● **Assignment**: When the line containing "stream.set_nodelay(true).map_err(Error::Io)?;" appears in the data below, begin copying there and stop only after the line containing "permanently broken from".

Dataset entries:
________
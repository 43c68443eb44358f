//! Webdock runtime - transport, queueing, and correlation machinery.
//!
//! This crate provides the process-agnostic infrastructure the bridge is
//! built from:
//!
//! - **Transport**: length-prefixed JSON frames over loopback TCP, with a
//!   listener per service and a client per direction
//! - **Request queue**: the thread-safe FIFO and single worker thread that
//!   decouple the network service from operation execution
//! - **Callback registry**: correlation tokens mapped to pending call sites,
//!   consumed exactly once
//! - **Main-thread executor**: bounded-wait hand-off of closures onto the
//!   host's UI thread
//! - **Supervisor**: loopback port selection and child process lifecycle
//!
//! # Architecture
//!
//! ```text
//! child process                      host process
//! ┌──────────────┐  operationCall   ┌──────────────┐
//! │  ApiProxy    ├─────────────────►│ BridgeListener│──► RequestQueue
//! │  (client)    │       ack        │ (service)     │        │ drain
//! └──────────────┘                  └──────────────┘        ▼
//! ┌──────────────┐  callbackDeliver ┌──────────────┐   worker thread
//! │BridgeListener│◄─────────────────┤ BridgeClient  │◄── dispatch result
//! │ (service)    │       ack        │               │
//! └──────┬───────┘                  └──────────────┘
//!        ▼
//!  CallbackRegistry::pop → resume pending JS call site
//! ```
//!
//! The host- and child-specific halves (`webdock-host`, `webdock-child`)
//! assemble these pieces into their respective processes.

pub mod error;
pub mod main_thread;
pub mod queue;
pub mod registry;
pub mod supervisor;
pub mod transport;

pub use error::{Error, Result};
pub use main_thread::{MainHandle, MainLoop, main_executor};
pub use queue::{QueueEntry, RequestQueue, Worker};
pub use registry::{CallSite, CallbackRegistry};
pub use supervisor::{ChildProcess, choose_loopback_port};
pub use transport::{BridgeClient, BridgeListener, ConnectionState, ServiceHandler};
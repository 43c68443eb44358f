//! Loopback transport for the bridge services.
//!
//! Each direction of the bridge is one unary request/response service over
//! its own loopback TCP connection. Frames are a 4-byte little-endian length
//! prefix followed by a JSON body. The transport is trusted (loopback only);
//! there is no authentication and no reconnect - the first failed call
//! latches the channel disconnected for the remainder of the process's life.
//!
//! A [`BridgeListener`] serves inbound requests through a [`ServiceHandler`];
//! the handler runs on the network task and must not block, so the host-side
//! implementation only enqueues and returns an acknowledgement. The actual
//! result of an operation, when one is expected, travels later through the
//! opposite direction's [`BridgeClient`].

use std::sync::Arc;
use std::sync::atomic::{AtomicBool, Ordering};
use std::time::Duration;

use serde_json::Value;
use tokio::io::{AsyncRead, AsyncReadExt, AsyncWrite, AsyncWriteExt};
use tokio::net::{TcpListener, TcpStream};
use tokio::sync::Mutex;
use tokio::task::JoinHandle;

use webdock_protocol::{Ack, BridgeRequest};

use crate::error::{Error, Result};

/// How often a connecting client re-tries while waiting for the peer.
const CONNECT_RETRY_INTERVAL: Duration = Duration::from_millis(50);

/// Writes one length-prefixed JSON frame.
pub async fn write_frame<W: AsyncWrite + Unpin>(writer: &mut W, message: &Value) -> Result<()> {
    let body = serde_json::to_vec(message)?;
    let length = body.len() as u32;

    writer
        .write_all(&length.to_le_bytes())
        .await
        .map_err(|e| Error::Transport(format!("Failed to write length prefix: {e}")))?;
    writer
        .write_all(&body)
        .await
        .map_err(|e| Error::Transport(format!("Failed to write frame body: {e}")))?;
    writer
        .flush()
        .await
        .map_err(|e| Error::Transport(format!("Failed to flush frame: {e}")))?;

    Ok(())
}

/// Reads one length-prefixed JSON frame.
///
/// Returns `Ok(None)` on a clean close (EOF before any prefix byte); a close
/// mid-frame is a transport error.
pub async fn read_frame<R: AsyncRead + Unpin>(reader: &mut R) -> Result<Option<Value>> {
    let mut length_buf = [0u8; 4];
    match reader.read_exact(&mut length_buf).await {
        Ok(_) => {}
        Err(e) if e.kind() == std::io::ErrorKind::UnexpectedEof => return Ok(None),
        Err(e) => {
            return Err(Error::Transport(format!(
                "Failed to read length prefix: {e}"
            )));
        }
    }

    let length = u32::from_le_bytes(length_buf) as usize;
    let mut body = vec![0u8; length];
    reader
        .read_exact(&mut body)
        .await
        .map_err(|e| Error::Transport(format!("Failed to read frame body: {e}")))?;

    Ok(Some(serde_json::from_slice(&body)?))
}

/// Handles inbound requests on a bridge service.
///
/// Runs on the network task; implementations must return promptly (enqueue
/// and acknowledge, never execute inline).
pub trait ServiceHandler: Send + Sync + 'static {
    fn handle(&self, request: BridgeRequest) -> Ack;
}

/// One direction's listening half: accepts loopback connections and feeds
/// request frames to the service handler.
pub struct BridgeListener {
    port: u16,
    accept_task: JoinHandle<()>,
}

impl BridgeListener {
    /// Binds `127.0.0.1:port` and starts serving. Port 0 picks a free port;
    /// the bound port is available via [`BridgeListener::port`]. A bind
    /// failure is fatal to bridge start.
    pub async fn bind(port: u16, handler: Arc<dyn ServiceHandler>) -> Result<Self> {
        let listener = TcpListener::bind(("127.0.0.1", port))
            .await
            .map_err(|source| Error::Bind { port, source })?;
        let port = listener
            .local_addr()
            .map_err(|source| Error::Bind { port, source })?
            .port();

        // Connections live in a JoinSet so tearing down the listener also
        // closes every connection it accepted.
        let accept_task = tokio::spawn(async move {
            let mut connections = tokio::task::JoinSet::new();
            loop {
                tokio::select! {
                    accepted = listener.accept() => match accepted {
                        Ok((stream, peer)) => {
                            tracing::debug!(%peer, "bridge service connection accepted");
                            let handler = Arc::clone(&handler);
                            connections.spawn(async move {
                                if let Err(e) = serve_connection(stream, handler).await {
                                    tracing::warn!("bridge service connection ended: {e}");
                                }
                            });
                        }
                        Err(e) => {
                            tracing::error!("bridge service accept failed: {e}");
                            break;
                        }
                    },
                    Some(_) = connections.join_next(), if !connections.is_empty() => {}
                }
            }
        });

        Ok(Self { port, accept_task })
    }

    /// The locally bound port.
    pub fn port(&self) -> u16 {
        self.port
    }
}

impl Drop for BridgeListener {
    fn drop(&mut self) {
        self.accept_task.abort();
    }
}

async fn serve_connection(mut stream: TcpStream, handler: Arc<dyn ServiceHandler>) -> Result<()> {
    while let Some(frame) = read_frame(&mut stream).await? {
        let ack = match serde_json::from_value::<BridgeRequest>(frame) {
            Ok(request) => handler.handle(request),
            Err(e) => {
                tracing::warn!("unparseable bridge request: {e}");
                Ack::error(format!("unparseable request: {e}"))
            }
        };
        write_frame(&mut stream, &serde_json::to_value(&ack)?).await?;
    }
    Ok(())
}

/// Per-client connection health flag.
///
/// Starts connected; the first transport failure latches it false for the
/// remainder of the process's life. There is no reconnect. Reads are lock-free
/// and may come from any thread.
#[derive(Debug, Clone)]
pub struct ConnectionState {
    connected: Arc<AtomicBool>,
}

impl ConnectionState {
    pub fn new() -> Self {
        Self {
            connected: Arc::new(AtomicBool::new(true)),
        }
    }

    pub fn is_connected(&self) -> bool {
        self.connected.load(Ordering::SeqCst)
    }

    /// Latches the channel dead. Idempotent; logs only on the first flip.
    pub fn mark_disconnected(&self) {
        if self.connected.swap(false, Ordering::SeqCst) {
            tracing::warn!("bridge channel latched disconnected");
        }
    }
}

impl Default for ConnectionState {
    fn default() -> Self {
        Self::new()
    }
}

/// One direction's calling half: a single loopback connection issuing unary
/// request/response calls.
pub struct BridgeClient {
    stream: Mutex<TcpStream>,
    state: ConnectionState,
    port: u16,
}

impl BridgeClient {
    /// Connects to `127.0.0.1:port`, retrying until `ready_timeout` elapses.
    ///
    /// The peer process may still be starting up when we first try; refusals
    /// inside the window are expected and silent.
    pub async fn connect(port: u16, ready_timeout: Duration) -> Result<Self> {
        let deadline = tokio::time::Instant::now() + ready_timeout;

        loop {
            match TcpStream::connect(("127.0.0.1", port)).await {
                Ok(stream) => {
                    stream.set_nodelay(true).map_err(Error::Io)?;
                    tracing::debug!(port, "bridge client connected");
                    return Ok(Self {
                        stream: Mutex::new(stream),
                        state: ConnectionState::new(),
                        port,
                    });
                }
                Err(e) => {
                    if tokio::time::Instant::now() >= deadline {
                        tracing::error!(port, "bridge client connect timed out: {e}");
                        return Err(Error::ConnectTimeout(port));
                    }
                    tokio::time::sleep(CONNECT_RETRY_INTERVAL).await;
                }
            }
        }
    }

    /// Issues one call and awaits the acknowledgement.
    ///
    /// Any transport failure latches the connection dead and surfaces as an
    /// error; the caller must treat the channel as permanently broken from
    /// then on. An error-status ack does not affect the latch.
    pub async fn call(&self, request: &BridgeRequest) -> Result<Ack> {
        if !self.state.is_connected() {
            return Err(Error::Disconnected);
        }

        let mut stream = self.stream.lock().await;
        match Self::exchange(&mut stream, request).await {
            Ok(ack) => Ok(ack),
            Err(e) => {
                self.state.mark_disconnected();
                Err(e)
            }
        }
    }

    async fn exchange(stream: &mut TcpStream, request: &BridgeRequest) -> Result<Ack> {
        write_frame(stream, &serde_json::to_value(request)?).await?;
        let frame = read_frame(stream)
            .await?
            .ok_or_else(|| Error::Transport("connection closed before ack".to_string()))?;
        Ok(serde_json::from_value(frame)?)
    }

    /// Shared health flag; cloning it lets other components observe the latch.
    pub fn state(&self) -> ConnectionState {
        self.state.clone()
    }

    pub fn is_connected(&self) -> bool {
        self.state.is_connected()
    }

    /// The peer port this client dials.
    pub fn port(&self) -> u16 {
        self.port
    }
}
//! Wire types for the webdock bridge protocol.
//!
//! This crate contains the serde-serializable types exchanged between the
//! host process and the embedded-browser child process. These types represent
//! the "protocol layer" - the shapes of data as they appear on the wire.
//!
//! # Design Philosophy
//!
//! Types in this crate are:
//! - **Pure data**: No behavior beyond serialization/deserialization and
//!   positional argument packing
//! - **Shared**: Both processes depend on this crate, so the operation
//!   catalogue and the envelope can never drift apart
//! - **Stable**: Changes only when the wire protocol changes
//!
//! The transport, queueing, and dispatch machinery lives in `webdock-runtime`
//! and the process-specific crates on top of it.

pub mod api;
pub mod args;
pub mod envelope;

pub use api::ApiMethod;
pub use args::{Arg, CorrelationToken, FIRE_AND_FORGET, Params, encode_args};
pub use envelope::{Ack, BridgeRequest};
________
● **Response to this task**:
                    stream.set_nodelay(true).map_err(Error::Io)?;
                    tracing::debug!(port, "bridge client connected");
                    return Ok(Self {
                        stream: Mutex::new(stream),
                        state: ConnectionState::new(),
                        port,
                    });
                }
                Err(e) => {
                    if tokio::time::Instant::now() >= deadline {
                        tracing::error!(port, "bridge client connect timed out: {e}");
                        return Err(Error::ConnectTimeout(port));
                    }
                    tokio::time::sleep(CONNECT_RETRY_INTERVAL).await;
                }
            }
        }
    }

    /// Issues one call and awaits the acknowledgement.
    ///
    /// Any transport failure latches the connection dead and surfaces as an
    /// error; the caller must treat the channel as permanently broken from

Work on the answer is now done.